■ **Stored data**
________________________________________
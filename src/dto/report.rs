use chrono::NaiveDate;
use once_cell::sync::Lazy;
use regex::Regex;
use serde::{Deserialize, Serialize};
use utoipa::{IntoParams, ToSchema};

use crate::errors::ServiceError;

static DATE_PATTERN: Lazy<Regex> =
    Lazy::new(|| Regex::new(r"^\d{4}-\d{2}-\d{2}$").expect("valid date regex"));

const REPORT_FAILURE: &str = "Failed to build the report.";

#[derive(Debug, Clone, Deserialize, IntoParams, ToSchema)]
#[into_params(parameter_in = Query)]
pub struct ReportQuery {
    /// Inclusive lower bound, `YYYY-MM-DD`
    #[param(example = "2024-03-01")]
    pub date_from: String,
    /// Inclusive upper bound, `YYYY-MM-DD`
    #[param(example = "2024-03-31")]
    pub date_to: String,
}

impl ReportQuery {
    /// Rejects anything that is not a real `YYYY-MM-DD` calendar date.
    pub fn validate_dates(&self) -> Result<(), ServiceError> {
        validate_report_date("date_from", &self.date_from)?;
        validate_report_date("date_to", &self.date_to)
    }
}

fn validate_report_date(field: &str, value: &str) -> Result<(), ServiceError> {
    let well_formed = DATE_PATTERN.is_match(value)
        && NaiveDate::parse_from_str(value, "%Y-%m-%d").is_ok();
    if well_formed {
        Ok(())
    } else {
        Err(ServiceError::ValidationError(format!(
            "{field} must be a date in YYYY-MM-DD format, got '{value}'"
        )))
    }
}

/// Aggregates over delivered shipments. Sums are `None` when no row matched.
#[derive(Debug, Clone, Copy, PartialEq, Serialize, Deserialize, ToSchema)]
pub struct SpendingReport {
    pub count: i64,
    pub total_cost: Option<f64>,
    pub total_cost_with_bonuses: Option<f64>,
}

impl SpendingReport {
    pub fn render(&self) -> String {
        match (self.total_cost, self.total_cost_with_bonuses) {
            (Some(total), Some(with_bonuses)) => format!(
                "Orders: {}. Total {:.2} ₽, {:.2} ₽ including spent bonuses.",
                self.count, total, with_bonuses
            ),
            _ => REPORT_FAILURE.to_string(),
        }
    }
}

#[derive(Debug, Clone, PartialEq, Serialize, Deserialize, ToSchema)]
#[schema(example = json!({
    "report": "Orders: 3. Total 7350.00 ₽, 7620.00 ₽ including spent bonuses."
}))]
pub struct ReportResponse {
    pub report: String,
}

impl From<SpendingReport> for ReportResponse {
    fn from(report: SpendingReport) -> Self {
        Self {
            report: report.render(),
        }
    }
}

#[cfg(test)]
mod tests {
    use super::*;

    fn query(from: &str, to: &str) -> ReportQuery {
        ReportQuery {
            date_from: from.to_string(),
            date_to: to.to_string(),
        }
    }

    #[test]
    fn accepts_calendar_dates() {
        assert!(query("2024-01-01", "2024-12-31").validate_dates().is_ok());
        assert!(query("2024-02-29", "2024-02-29").validate_dates().is_ok());
    }

    #[test]
    fn rejects_impossible_month() {
        let err = query("2024-13-01", "2024-12-31").validate_dates().unwrap_err();
        assert!(matches!(err, ServiceError::ValidationError(_)));
    }

    #[test]
    fn rejects_unpadded_dates() {
        let err = query("2024-01-01", "2024-1-1").validate_dates().unwrap_err();
        assert!(matches!(err, ServiceError::ValidationError(msg) if msg.contains("date_to")));
    }

    #[test]
    fn rejects_trailing_garbage() {
        assert!(query("2024-01-01T00:00", "2024-01-02")
            .validate_dates()
            .is_err());
    }

    #[test]
    fn renders_totals_with_two_decimals() {
        let report = SpendingReport {
            count: 1,
            total_cost: Some(100.0),
            total_cost_with_bonuses: Some(110.0),
        };
        assert_eq!(
            report.render(),
            "Orders: 1. Total 100.00 ₽, 110.00 ₽ including spent bonuses."
        );
    }

    #[test]
    fn missing_sums_render_the_failure_sentence() {
        let report = SpendingReport {
            count: 0,
            total_cost: None,
            total_cost_with_bonuses: None,
        };
        assert_eq!(report.render(), REPORT_FAILURE);
    }
}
________________________________________
■ **Exercise directions**
Send back every entry precisely as given.

■ **Exercise output**
filename src/dto/report.rs
use chrono::NaiveDate;
use once_cell::sync::Lazy;
use regex::Regex;
use serde::{Deserialize, Serialize};
use utoipa::{IntoParams, ToSchema};

use crate::errors::ServiceError;

static DATE_PATTERN: Lazy<Regex> =
    Lazy::new(|| Regex::new(r"^\d{4}-\d{2}-\d{2}$").expect("valid date regex"));

const REPORT_FAILURE: &str = "Failed to build the report.";

#[derive(Debug, Clone, Deserialize, IntoParams, ToSchema)]
#[into_params(parameter_in = Query)]
pub struct ReportQuery {
    /// Inclusive lower bound, `YYYY-MM-DD`
    #[param(example = "2024-03-01")]
    pub date_from: String,
    /// Inclusive upper bound, `YYYY-MM-DD`
    #[param(example = "2024-03-31")]
    pub date_to: String,
}

impl ReportQuery {
    /// Rejects anything that is not a real `YYYY-MM-DD` calendar date.
    pub fn validate_dates(&self) -> Result<(), ServiceError> {
        validate_report_date("date_from", &self.date_from)?;
        validate_report_date("date_to", &self.date_to)
    }
}

fn validate_report_date(field: &str, value: &str) -> Result<(), ServiceError> {
    let well_formed = DATE_PATTERN.is_match(value)
        && NaiveDate::parse_from_str(value, "%Y-%m-%d").is_ok();
    if well_formed {
        Ok(())
    } else {
        Err(ServiceError::ValidationError(format!(
            "{field} must be a date in YYYY-MM-DD format, got '{value}'"
        )))
    }
}

/// Aggregates over delivered shipments. Sums are `None` when no row matched.
#[derive(Debug, Clone, Copy, PartialEq, Serialize, Deserialize, ToSchema)]
pub struct SpendingReport {
    pub count: i64,
    pub total_cost: Option<f64>,
    pub total_cost_with_bonuses: Option<f64>,
}

impl SpendingReport {
    pub fn render(&self) -> String {
        match (self.total_cost, self.total_cost_with_bonuses) {
            (Some(total), Some(with_bonuses)) => format!(
                "Orders: {}. Total {:.2} ₽, {:.2} ₽ including spent bonuses.",
                self.count, total, with_bonuses
            ),
            _ => REPORT_FAILURE.to_string(),
        }
    }
}

#[derive(Debug, Clone, PartialEq, Serialize, Deserialize, ToSchema)]
#[schema(example = json!({
    "report": "Orders: 3. Total 7350.00 ₽, 7620.00 ₽ including spent bonuses."
}))]
pub struct ReportResponse {
    pub report: String,
}

impl From<SpendingReport> for ReportResponse {
    fn from(report: SpendingReport) -> Self {
        Self {
            report: report.render(),
        }
    }
}

#[cfg(test)]
mod tests {
    use super::*;

    fn query(from: &str, to: &str) -> ReportQuery {
        ReportQuery {
            date_from: from.to_string(),
            date_to: to.to_string(),
        }
    }

    #[test]
    fn accepts_calendar_dates() {
        assert!(query("2024-01-01", "2024-12-31").validate_dates().is_ok());
        assert!(query("2024-02-29", "2024-02-29").validate_dates().is_ok());
    }

    #[test]
    fn rejects_impossible_month() {
        let err = query("2024-13-01", "2024-12-31").validate_dates().unwrap_err();
        assert!(matches!(err, ServiceError::ValidationError(_)));
    }

    #[test]
    fn rejects_unpadded_dates() {
        let err = query("2024-01-01", "2024-1-1").validate_dates().unwrap_err();
        assert!(matches!(err, ServiceError::ValidationError(msg) if msg.contains("date_to")));
    }

    #[test]
    fn rejects_trailing_garbage() {
        assert!(query("2024-01-01T00:00", "2024-01-02")
            .validate_dates()
            .is_err());
    }

    #[test]
    fn renders_totals_with_two_decimals() {
        let report = SpendingReport {
            count: 1,
            total_cost: Some(100.0),
            total_cost_with_bonuses: Some(110.0),
        };
        assert_eq!(
            report.render(),
            "Orders: 1. Total 100.00 ₽, 110.00 ₽ including spent bonuses."
        );
    }

    #[test]
    fn missing_sums_render_the_failure_sentence() {
        let report = SpendingReport {
            count: 0,
            total_cost: None,
            total_cost_with_bonuses: None,
        };
        assert_eq!(report.render(), REPORT_FAILURE);
    }
}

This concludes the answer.